Comment on I wish there were more articles about tech not tech biz
Womble@lemmy.world 1 year agoNo it couldn’t, it provides nothing that a few database tables couldn’t. NFTs themselves are essentially just pointers to things that can be traded, you are always going to be entirely at the mercy of whatever system is deciding what is being pointed to.
rglullis@communick.news 1 year ago
Transparent consensus about the data can not be achieved with a few database tables.
You could make the argument that this does need a blockchain and it could be built on another decentralized consensus protocol (like Paxos), but then you’d lose the permissionless aspect of it and such a system would likely end up being control by a monopoly or oligopoly, like the whole ticketing industry is controlled by Ticketmaster today.

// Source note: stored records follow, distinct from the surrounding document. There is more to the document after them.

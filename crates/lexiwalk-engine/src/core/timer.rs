/// Round clock driven by host-supplied frame deltas.
/// The host owns real time (wasm has no monotonic clock of its own); the
/// engine only accumulates whatever `dt` it is handed while the round runs.
#[derive(Debug, Clone, Default)]
pub struct RoundTimer {
    elapsed: f32,
}

impl RoundTimer {
    pub fn new() -> Self {
        Self { elapsed: 0.0 }
    }

    /// Add frame time in seconds.
    pub fn tick(&mut self, dt: f32) {
        if dt > 0.0 {
            self.elapsed += dt;
        }
    }

    /// Whole elapsed seconds.
    pub fn seconds(&self) -> u32 {
        self.elapsed as u32
    }

    /// Clock display, `m:ss`.
    pub fn formatted(&self) -> String {
        let s = self.seconds();
        format!("{}:{:02}", s / 60, s % 60)
    }
}

#[cfg(test)]
mod tests {
    use super::*;

    #[test]
    fn accumulates_whole_seconds() {
        let mut timer = RoundTimer::new();
        for _ in 0..90 {
            timer.tick(1.0 / 60.0);
        }
        assert_eq!(timer.seconds(), 1);
    }

    #[test]
    fn negative_dt_is_ignored() {
        let mut timer = RoundTimer::new();
        timer.tick(2.0);
        timer.tick(-5.0);
        assert_eq!(timer.seconds(), 2);
    }

    #[test]
    fn formats_minutes_and_seconds() {
        assert_eq!(RoundTimer::new().formatted(), "0:00");
        let mut timer = RoundTimer::new();
        timer.tick(125.0);
        assert_eq!(timer.formatted(), "2:05");
    }
}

The ticketing use case could work precisely because a ticket is just a pointer. Access to the actual venue/seat would still need to be verified in person, but the issuing of tickets and transactions in the primary/secondary markets are the nasty parts that are exploited by Ticketmaster and gives them so much moat.
Womble@lemmy.world 1 year ago
and why is that needed?
And someone in the real world has to look at that and let the person through the door, now does the ticket being an NFT help that at all compared to a database entry with a ticket ID tied to a name and requiring ID? Come to think of it, an NFT would just encourage scalping as they are inherantly tradeable and so vulnerable to buying by anonymous accounts and then reselling.
rglullis@communick.news 1 year ago
Make the smart contract that forbids multiple transfers, or make transfer more expensive after the initial purchase (unless authorized by some pre-approved address and/or an address that has an associated real ID)
Because we’d like to have a system that can not be manipulated or controlled by a single entity?
Womble@lemmy.world 1 year ago
You still do though, that’s the entire point. Whenever your token interacts with the real world who ever is doing that is a single entity controlling the process.
So less protection against reselling than a ticket with the name of the person who originally bought it, while also milking large amounts of transfer fees to now have a much larger token with code in it. Why would you you want to have a more complex, more expensive, less good system?